Hat sie überhaupt eine Chance auf das große Glück? Und tatsächlich findet sich ein Buch, das Noras sehnlichste Wünsche zu erfüllen scheint. In diesem Leben ist sie mit einem Arzt verheiratet, hat eine Tochter, die sie abgöttisch liebt, und scheint endlich angekommen zu sein. So vergehen die Stunden, Tage und Wochen. Nora arrangiert sich mit ihrem neuen Dasein, allerdings früher oder später eher schlecht als gut. Der Wunsch, endgültig einen Schlussstrich zu ziehen, holt sie erneut ein. ist sie stark genug oder wird sie nachgeben. Wenn letzteres, dann stürzt mit ihrem Tod die Mitternachtsbibliothek für immer ein. Und das darf und will Nora nicht zulassen. Doch was ist der Ausweg ...?

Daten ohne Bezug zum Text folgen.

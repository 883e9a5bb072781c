//! Oracle instructions
//!
//! Prompt text is configuration: the built-in defaults can be replaced by
//! files in `PROMPT_DIR` (`classifier.txt`, `finance.txt`, `schedule.txt`).
//! Templates use `{placeholder}` markers filled by [`render`].

use crate::Result;
use std::path::Path;
use tracing::info;

const CLASSIFIER_PROMPT: &str = r#"Role: Notification Gatekeeper - filtering agent for Android notifications.
Goal: filter noise and structure data.
Output language: {lang}.

Rules:
- A notification is FINANCE only if source_app is a banking or wallet app.
  If source_app is not a banking or wallet app the classification MUST NOT be FINANCE,
  even when the text mentions money.
- If is_spam is true, priority MUST be 1. Priority 4-5 is for non-spam only.
- Personal messages from messaging apps that are not advertisements are never spam.
- Notifications about meetings, appointments, flights or deadlines are SCHEDULE.
- For FINANCE, the summary states deposit or withdrawal and the balance.
- Mask personal data (e.g. Account ****1234).
- Output strictly valid JSON, no extra fields.

Output format:
{
  "source_app": "", "is_spam": boolean,
  "classification": "FINANCE" | "SCHEDULE" | "OTHER", "priority": 1-5,
  "summary": "max 2 lines", "reasoning": "", "confidence_score": 0.0-1.0
}"#;

const FINANCE_PROMPT: &str = r#"Role: Financial parser for bank SMS and notifications.
Task: extract the transaction described in the notification.
Notification received at: {received_at}.

Rules:
- amount: positive float (absolute value), null if there is no amount.
- type_of_transaction: "DEPOSIT", "WITHDRAW" or "UNKNOWN".
- currency: ISO code. Default to '{default_currency}' if unclear.
- created_at: YYYY-MM-DD HH:MM:SS, the transaction time if stated, else the received time.
- Never include OTPs or full account numbers.
- Output strictly valid JSON, no extra fields.

Output format:
{
  "amount": 0.0, "currency": "{default_currency}",
  "created_at": "", "type_of_transaction": "DEPOSIT" | "WITHDRAW" | "UNKNOWN",
  "confidence_score": 0.0, "reasoning": ""
}"#;

const SCHEDULE_PROMPT: &str = r#"Role: Expert scheduler.
Task: extract an event title, start time and end time.
Context: the current time is {current_time}.

Rules:
1. event_title: short.
2. start_time and end_time: strict format 'YYYY-MM-DD HH:MM'.
3. Resolve relative expressions ("in 2 hours", "at 8 tonight", "tomorrow") against
   the current time above, never against other times mentioned in the text.
4. If the year is missing, use the current year, or next year if the date has passed.
5. end_time is null when not stated.

Output format:
{ "event_title": string, "start_time": string, "end_time": string | null }"#;

#[derive(Debug, Clone)]
pub struct Prompts {
    pub classifier: String,
    pub finance: String,
    pub schedule: String,
}

impl Default for Prompts {
    fn default() -> Self {
        Self {
            classifier: CLASSIFIER_PROMPT.to_string(),
            finance: FINANCE_PROMPT.to_string(),
            schedule: SCHEDULE_PROMPT.to_string(),
        }
    }
}

impl Prompts {
    /// Defaults, with any file present in `dir` taking precedence.
    pub fn from_dir(dir: &Path) -> Result<Self> {
        let mut prompts = Self::default();

        for (file, slot) in [
            ("classifier.txt", &mut prompts.classifier),
            ("finance.txt", &mut prompts.finance),
            ("schedule.txt", &mut prompts.schedule),
        ] {
            let path = dir.join(file);
            if path.is_file() {
                *slot = std::fs::read_to_string(&path)?;
                info!(path = %path.display(), "Loaded prompt override");
            }
        }

        Ok(prompts)
    }
}

/// Replace every `{key}` marker with its value.
pub fn render(template: &str, vars: &[(&str, &str)]) -> String {
    vars.iter().fold(template.to_string(), |acc, (key, value)| {
        acc.replace(&format!("{{{}}}", key), value)
    })
}
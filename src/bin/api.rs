use notification_gatekeeper::{
    agent::RoutingOrchestrator,
    api::start_server,
    apps::{AppNameResolver, FallbackAppNameResolver, HttpAppNameResolver},
    config::GatekeeperConfig,
    currency::{CurrencyNormalizer, ExchangeRateApiClient},
    gemini::GeminiClient,
    prompts::Prompts,
    state::{InMemoryStore, PgStore, Store},
};
use std::sync::Arc;
use tracing::{info, warn};
use tracing_subscriber::EnvFilter;

#[tokio::main]
async fn main() -> Result<(), Box<dyn std::error::Error>> {
    // Load environment variables
    dotenv::dotenv().ok();

    // Initialize tracing
    tracing_subscriber::fmt()
        .with_env_filter(
            EnvFilter::try_from_default_env()
                .unwrap_or_else(|_| EnvFilter::new("info,tower_http=info")),
        )
        .init();

    let config = GatekeeperConfig::from_env()?;

    info!("🚀 Notification Gatekeeper - API Server");
    info!("📍 Port: {}", config.api_port);

    if config.gemini_api_key.is_empty() {
        warn!("⚠️  GEMINI_API_KEY not set; every notification will take the fail-safe path");
    }

    // Create components
    let model = Arc::new(GeminiClient::new(
        config.gemini_api_key.clone(),
        &config.gemini_model,
        config.oracle_timeout,
    )?);

    let store: Arc<dyn Store> = match &config.database_url {
        Some(url) => Arc::new(PgStore::connect_lazy(url)?),
        None => {
            warn!("DATABASE_URL not set, using in-memory store");
            Arc::new(InMemoryStore::new())
        }
    };

    let rates = ExchangeRateApiClient::new(&config.exchange_rate_base_url, config.rate_timeout)?;
    let converter = Arc::new(CurrencyNormalizer::new(Arc::new(rates), config.rate_timeout));

    let resolver: Arc<dyn AppNameResolver> = match &config.app_name_resolver_url {
        Some(url) => Arc::new(HttpAppNameResolver::new(url, config.rate_timeout)?),
        None => Arc::new(FallbackAppNameResolver),
    };

    let prompts = match &config.prompt_dir {
        Some(dir) => Prompts::from_dir(dir)?,
        None => Prompts::default(),
    };

    let orchestrator = Arc::new(RoutingOrchestrator::from_config(
        &config, model, store, converter, resolver, prompts,
    ));

    info!(
        account_policy = ?config.account_policy,
        trust_policy = ?config.trust_policy,
        "✅ Orchestrator initialized"
    );
    info!("📡 Starting API server...");

    start_server(orchestrator, config.api_port).await?;

    Ok(())
}
#[async_trait::async_trait]
impl StoreTx for PgStoreTx {
    async fn find_account(
        &mut self,
        user_id: Uuid,
        institution_name: &str,
    ) -> Result<Option<Account>> {
        let tx = self.conn()?;

        let row = sqlx::query(&format!(
            r#"
            SELECT {} FROM accounts
            WHERE user_id = $1 AND LOWER(institution_name) = LOWER($2)
            ORDER BY created_at ASC
            LIMIT 1
            FOR UPDATE
            "#,
            ACCOUNT_COLUMNS
        ))
        .bind(user_id)
        .bind(institution_name.trim())
        .fetch_optional(&mut **tx)
        .await
        .map_err(db_error("Failed to look up account"))?;

        row.as_ref().map(account_from_row).transpose()
    }

    async fn insert_account(&mut self, account: &Account) -> Result<Account> {
        let tx = self.conn()?;

        sqlx::query(
            r#"
            INSERT INTO accounts (id, user_id, institution_name, balance, currency, created_at)
            VALUES ($1, $2, $3, $4, $5, $6)
            ON CONFLICT DO NOTHING
            "#,
        )
        .bind(account.id)
        .bind(account.user_id)
        .bind(&account.institution_name)
        .bind(account.balance)
        .bind(&account.currency)
        .bind(account.created_at)
        .execute(&mut **tx)
        .await
        .map_err(db_error("Failed to create account"))?;

        self.find_account(account.user_id, &account.institution_name)
            .await?
            .ok_or_else(|| GatekeeperError::AccountNotFound(account.institution_name.clone()))
    }

    async fn apply_balance_delta(&mut self, account_id: Uuid, delta: f64) -> Result<f64> {
        let tx = self.conn()?;

        let row = sqlx::query(
            "UPDATE accounts SET balance = balance + $1 WHERE id = $2 RETURNING balance",
        )
        .bind(delta)
        .bind(account_id)
        .fetch_optional(&mut **tx)
        .await
        .map_err(db_error("Failed to update balance"))?;

        match row {
            Some(row) => row
                .try_get("balance")
                .map_err(db_error("Failed to read updated balance")),
            None => Err(GatekeeperError::AccountNotFound(account_id.to_string())),
        }
    }

    async fn insert_transaction(&mut self, transaction: &Transaction) -> Result<()> {
        let tx = self.conn()?;

        sqlx::query(
            r#"
            INSERT INTO transactions
              (id, user_id, account_id, amount, currency, type_of_transaction,
               is_over_budget_alert, created_at)
            VALUES ($1, $2, $3, $4, $5, $6, $7, $8)
            "#,
        )
        .bind(transaction.id)
        .bind(transaction.user_id)
        .bind(transaction.account_id)
        .bind(transaction.amount)
        .bind(&transaction.currency)
        .bind(transaction.type_of_transaction.as_str())
        .bind(transaction.is_over_budget_alert)
        .bind(transaction.created_at)
        .execute(&mut **tx)
        .await
        .map_err(db_error("Failed to insert transaction"))?;

        Ok(())
    }

    async fn insert_schedule_event(&mut self, event: &ScheduleEvent) -> Result<()> {
        let tx = self.conn()?;

        sqlx::query(
            r#"
            INSERT INTO schedule_events
              (id, user_id, title, start_time, end_time, source_app, is_auto_generated, created_at)
            VALUES ($1, $2, $3, $4, $5, $6, $7, $8)
            "#,
        )
        .bind(event.id)
        .bind(event.user_id)
        .bind(&event.title)
        .bind(event.start_time)
        .bind(event.end_time)
        .bind(&event.source_app)
        .bind(event.is_auto_generated)
        .bind(event.created_at)
        .execute(&mut **tx)
        .await
        .map_err(db_error("Failed to insert schedule event"))?;

        Ok(())
    }

    async fn insert_notification_log(&mut self, log: &NotificationLog) -> Result<()> {
        let tx = self.conn()?;

        sqlx::query(&format!(
            r#"
            INSERT INTO notification_logs ({})
            VALUES ($1, $2, $3, $4, $5, $6, $7, $8, $9, $10, $11, $12, $13, $14, $15)
            "#,
            LOG_COLUMNS
        ))
        .bind(log.id)
        .bind(log.user_id)
        .bind(&log.source_app)
        .bind(&log.title)
        .bind(&log.raw_content)
        .bind(&log.summary)
        .bind(log.category.as_str())
        .bind(log.priority as i16)
        .bind(log.is_spam)
        .bind(log.is_risk)
        .bind(&log.risk_reason)
        .bind(log.received_at)
        .bind(log.is_included_in_briefing)
        .bind(&log.content_hash)
        .bind(&log.action_log)
        .execute(&mut **tx)
        .await
        .map_err(db_error("Failed to insert notification log"))?;

        Ok(())
    }

    async fn pending_briefing_logs(&mut self, user_id: Uuid) -> Result<Vec<NotificationLog>> {
        let tx = self.conn()?;

        let rows = sqlx::query(&format!(
            r#"
            SELECT {} FROM notification_logs
            WHERE user_id = $1 AND is_included_in_briefing = FALSE AND is_spam = FALSE
            ORDER BY received_at DESC
            FOR UPDATE
            "#,
            LOG_COLUMNS
        ))
        .bind(user_id)
        .fetch_all(&mut **tx)
        .await
        .map_err(db_error("Failed to load pending briefing logs"))?;

        rows.iter().map(log_from_row).collect()
    }

    async fn mark_included_in_briefing(&mut self, log_ids: &[Uuid]) -> Result<()> {
        if log_ids.is_empty() {
            return Ok(());
        }
        let tx = self.conn()?;

        sqlx::query("UPDATE notification_logs SET is_included_in_briefing = TRUE WHERE id = ANY($1)")
            .bind(log_ids.to_vec())
            .execute(&mut **tx)
            .await
            .map_err(db_error("Failed to mark briefing logs"))?;

        Ok(())
    }

    async fn commit(&mut self) -> Result<()> {
        let tx = self
            .tx
            .take()
            .ok_or_else(|| GatekeeperError::Database("transaction already committed".to_string()))?;

        tx.commit()
            .await
            .map_err(db_error("Failed to commit transaction"))
    }
}
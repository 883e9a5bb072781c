//! Structured data extractors
//!
//! Each extractor asks the oracle for one schema and is fail-safe: it never
//! returns an error, only a well-typed "unknown" value.

pub mod finance;
pub mod schedule;

pub use finance::{default_currency_for, FinanceRequest, FinancialExtractor, LlmFinancialExtractor};
pub use schedule::{LlmScheduleExtractor, ScheduleExtractor, SCHEDULE_TIME_FORMAT};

Unterhaltung, die das Herz berührt und den Leser unfassbar glücklich macht - die Romane von Matt Haig gehören zum Besondersten, was man in die Hände kriegen kann, und das im besten literarischen Sinne. Diese sind ein Schatz, einmalig und deshalb seltenst wertvoll. Kaum "Die Mitternachtsbibliothek" aufgeschlagen, verliert man sich mit allen Sinnen in der Handlung. Diese zeugt nicht nur von Gefühlen pur, sondern überrascht auch mit philosophischen Gedanken; fast so als hätte Guillaume Musso die Story geschrieben. Die Erzählkunst des britischen Autors verschlägt einem nicht nur den Atem, sondern sogar die Sprache. Seine Werke berauschen einen regelrecht, machen ganz high, sind ein Genuss sondergleichen. Man erliegt diesem ab dem ersten Satz.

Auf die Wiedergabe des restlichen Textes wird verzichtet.